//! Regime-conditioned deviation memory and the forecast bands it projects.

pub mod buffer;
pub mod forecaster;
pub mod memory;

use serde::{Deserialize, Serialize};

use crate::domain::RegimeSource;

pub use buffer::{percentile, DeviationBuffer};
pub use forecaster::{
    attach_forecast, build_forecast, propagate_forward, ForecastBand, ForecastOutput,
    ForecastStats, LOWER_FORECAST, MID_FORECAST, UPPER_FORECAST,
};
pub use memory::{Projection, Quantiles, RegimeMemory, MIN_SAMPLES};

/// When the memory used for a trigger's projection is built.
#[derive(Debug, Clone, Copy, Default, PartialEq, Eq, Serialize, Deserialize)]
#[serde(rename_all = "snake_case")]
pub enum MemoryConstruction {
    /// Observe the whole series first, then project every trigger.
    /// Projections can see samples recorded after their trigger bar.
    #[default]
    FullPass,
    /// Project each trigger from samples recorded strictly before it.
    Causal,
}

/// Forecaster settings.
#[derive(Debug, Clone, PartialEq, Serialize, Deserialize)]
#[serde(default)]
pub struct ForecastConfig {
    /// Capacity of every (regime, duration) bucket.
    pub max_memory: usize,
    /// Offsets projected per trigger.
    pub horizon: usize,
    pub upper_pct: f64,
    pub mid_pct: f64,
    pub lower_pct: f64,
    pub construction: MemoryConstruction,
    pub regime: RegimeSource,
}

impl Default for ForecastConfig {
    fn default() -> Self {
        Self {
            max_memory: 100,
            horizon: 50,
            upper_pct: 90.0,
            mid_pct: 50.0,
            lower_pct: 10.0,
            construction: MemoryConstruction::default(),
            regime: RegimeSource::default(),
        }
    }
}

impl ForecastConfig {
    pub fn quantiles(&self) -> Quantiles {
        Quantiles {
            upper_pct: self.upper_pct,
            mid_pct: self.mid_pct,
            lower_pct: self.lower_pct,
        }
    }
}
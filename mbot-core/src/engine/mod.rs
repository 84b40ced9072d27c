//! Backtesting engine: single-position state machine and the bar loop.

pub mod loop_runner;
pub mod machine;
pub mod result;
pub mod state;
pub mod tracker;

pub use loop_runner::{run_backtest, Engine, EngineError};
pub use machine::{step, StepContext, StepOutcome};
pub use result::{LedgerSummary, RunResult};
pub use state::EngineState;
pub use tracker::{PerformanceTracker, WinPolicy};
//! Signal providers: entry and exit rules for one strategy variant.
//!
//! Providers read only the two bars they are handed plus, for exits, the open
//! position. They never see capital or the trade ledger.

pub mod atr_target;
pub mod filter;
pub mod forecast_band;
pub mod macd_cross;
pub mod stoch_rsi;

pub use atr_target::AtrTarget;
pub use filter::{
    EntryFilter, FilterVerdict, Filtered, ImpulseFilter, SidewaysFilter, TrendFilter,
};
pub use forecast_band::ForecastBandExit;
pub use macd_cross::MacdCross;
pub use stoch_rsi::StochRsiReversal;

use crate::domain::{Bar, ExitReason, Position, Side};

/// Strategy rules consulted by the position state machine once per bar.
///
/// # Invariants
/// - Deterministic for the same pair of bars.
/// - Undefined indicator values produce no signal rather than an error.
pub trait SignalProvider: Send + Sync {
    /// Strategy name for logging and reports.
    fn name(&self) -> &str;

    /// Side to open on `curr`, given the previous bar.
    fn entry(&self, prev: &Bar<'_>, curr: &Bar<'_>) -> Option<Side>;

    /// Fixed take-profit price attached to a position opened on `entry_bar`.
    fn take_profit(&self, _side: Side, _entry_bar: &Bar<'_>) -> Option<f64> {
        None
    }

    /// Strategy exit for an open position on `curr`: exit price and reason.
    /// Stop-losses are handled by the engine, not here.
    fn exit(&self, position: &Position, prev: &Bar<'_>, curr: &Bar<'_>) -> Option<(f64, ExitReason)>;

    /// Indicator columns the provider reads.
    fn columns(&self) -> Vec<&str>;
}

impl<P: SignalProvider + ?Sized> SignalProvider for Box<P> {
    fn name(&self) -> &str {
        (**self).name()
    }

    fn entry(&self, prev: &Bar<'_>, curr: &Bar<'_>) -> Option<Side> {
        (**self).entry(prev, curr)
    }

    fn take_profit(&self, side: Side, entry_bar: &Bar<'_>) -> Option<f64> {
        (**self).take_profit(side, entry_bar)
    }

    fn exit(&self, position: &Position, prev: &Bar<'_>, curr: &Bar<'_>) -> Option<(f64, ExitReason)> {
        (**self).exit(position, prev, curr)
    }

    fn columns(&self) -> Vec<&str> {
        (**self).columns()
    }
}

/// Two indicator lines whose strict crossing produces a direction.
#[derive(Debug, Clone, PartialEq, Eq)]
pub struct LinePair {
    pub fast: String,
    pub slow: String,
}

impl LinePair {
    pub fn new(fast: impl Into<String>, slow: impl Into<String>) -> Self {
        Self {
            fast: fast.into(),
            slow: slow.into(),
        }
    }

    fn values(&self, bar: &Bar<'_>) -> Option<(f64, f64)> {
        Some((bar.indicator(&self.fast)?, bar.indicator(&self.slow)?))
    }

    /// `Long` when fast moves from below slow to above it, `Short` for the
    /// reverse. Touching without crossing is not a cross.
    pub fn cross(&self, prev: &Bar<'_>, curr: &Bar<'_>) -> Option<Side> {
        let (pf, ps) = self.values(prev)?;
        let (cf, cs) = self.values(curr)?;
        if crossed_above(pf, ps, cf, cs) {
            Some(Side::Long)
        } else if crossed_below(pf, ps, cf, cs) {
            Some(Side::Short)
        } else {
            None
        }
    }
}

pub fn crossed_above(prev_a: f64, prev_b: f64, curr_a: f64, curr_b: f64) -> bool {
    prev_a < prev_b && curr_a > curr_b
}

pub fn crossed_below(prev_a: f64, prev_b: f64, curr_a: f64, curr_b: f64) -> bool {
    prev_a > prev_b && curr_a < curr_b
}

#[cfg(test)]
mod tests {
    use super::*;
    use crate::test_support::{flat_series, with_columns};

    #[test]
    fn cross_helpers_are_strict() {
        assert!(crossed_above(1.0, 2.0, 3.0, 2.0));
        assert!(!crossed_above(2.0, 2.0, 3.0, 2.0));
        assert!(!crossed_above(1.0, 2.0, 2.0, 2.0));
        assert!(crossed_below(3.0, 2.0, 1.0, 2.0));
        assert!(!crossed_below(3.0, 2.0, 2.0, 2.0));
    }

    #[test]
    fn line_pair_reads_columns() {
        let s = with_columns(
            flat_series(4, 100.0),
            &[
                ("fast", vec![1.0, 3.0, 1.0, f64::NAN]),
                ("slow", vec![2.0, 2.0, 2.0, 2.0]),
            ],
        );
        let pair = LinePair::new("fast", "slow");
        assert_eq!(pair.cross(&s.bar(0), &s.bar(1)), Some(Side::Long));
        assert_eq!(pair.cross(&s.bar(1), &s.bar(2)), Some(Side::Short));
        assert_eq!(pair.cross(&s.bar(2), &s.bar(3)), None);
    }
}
§ §
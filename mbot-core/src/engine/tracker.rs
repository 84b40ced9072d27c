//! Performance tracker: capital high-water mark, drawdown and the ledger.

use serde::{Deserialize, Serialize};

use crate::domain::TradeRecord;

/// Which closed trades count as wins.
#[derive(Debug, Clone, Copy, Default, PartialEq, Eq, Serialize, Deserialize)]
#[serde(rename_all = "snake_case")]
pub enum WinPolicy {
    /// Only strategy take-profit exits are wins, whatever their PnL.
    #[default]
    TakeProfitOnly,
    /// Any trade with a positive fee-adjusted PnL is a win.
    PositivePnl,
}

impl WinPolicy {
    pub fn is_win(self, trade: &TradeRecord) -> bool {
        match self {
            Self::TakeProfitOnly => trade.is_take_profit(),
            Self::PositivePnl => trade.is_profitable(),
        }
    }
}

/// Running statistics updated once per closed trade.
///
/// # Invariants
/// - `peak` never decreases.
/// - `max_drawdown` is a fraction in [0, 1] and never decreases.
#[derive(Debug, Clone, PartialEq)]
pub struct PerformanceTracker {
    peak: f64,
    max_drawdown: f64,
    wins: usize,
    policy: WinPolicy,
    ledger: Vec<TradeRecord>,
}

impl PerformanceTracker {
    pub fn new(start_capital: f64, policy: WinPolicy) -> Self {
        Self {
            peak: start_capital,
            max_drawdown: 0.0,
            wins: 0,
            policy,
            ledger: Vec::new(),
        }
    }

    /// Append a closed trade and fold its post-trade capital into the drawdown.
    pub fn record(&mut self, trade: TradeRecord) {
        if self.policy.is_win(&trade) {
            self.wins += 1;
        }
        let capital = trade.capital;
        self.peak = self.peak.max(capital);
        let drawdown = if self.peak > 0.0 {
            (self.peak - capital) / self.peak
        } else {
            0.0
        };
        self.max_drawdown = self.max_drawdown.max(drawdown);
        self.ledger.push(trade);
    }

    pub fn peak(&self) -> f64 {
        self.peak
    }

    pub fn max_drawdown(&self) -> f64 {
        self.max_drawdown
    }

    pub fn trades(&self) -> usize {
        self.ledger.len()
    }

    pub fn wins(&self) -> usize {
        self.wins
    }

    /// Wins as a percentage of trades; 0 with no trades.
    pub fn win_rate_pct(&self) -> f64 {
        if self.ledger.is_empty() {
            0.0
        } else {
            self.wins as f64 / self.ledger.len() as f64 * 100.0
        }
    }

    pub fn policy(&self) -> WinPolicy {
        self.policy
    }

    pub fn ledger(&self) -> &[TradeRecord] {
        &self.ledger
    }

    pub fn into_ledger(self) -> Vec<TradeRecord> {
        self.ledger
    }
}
§ §
- THE PROBLEM -
Copy out each line of the data in which the word "exits" appears.

- FINISHED EXERCISE -
//! Providers read only the two bars they are handed plus, for exits, the open
    /// Only strategy take-profit exits are wins, whatever their PnL.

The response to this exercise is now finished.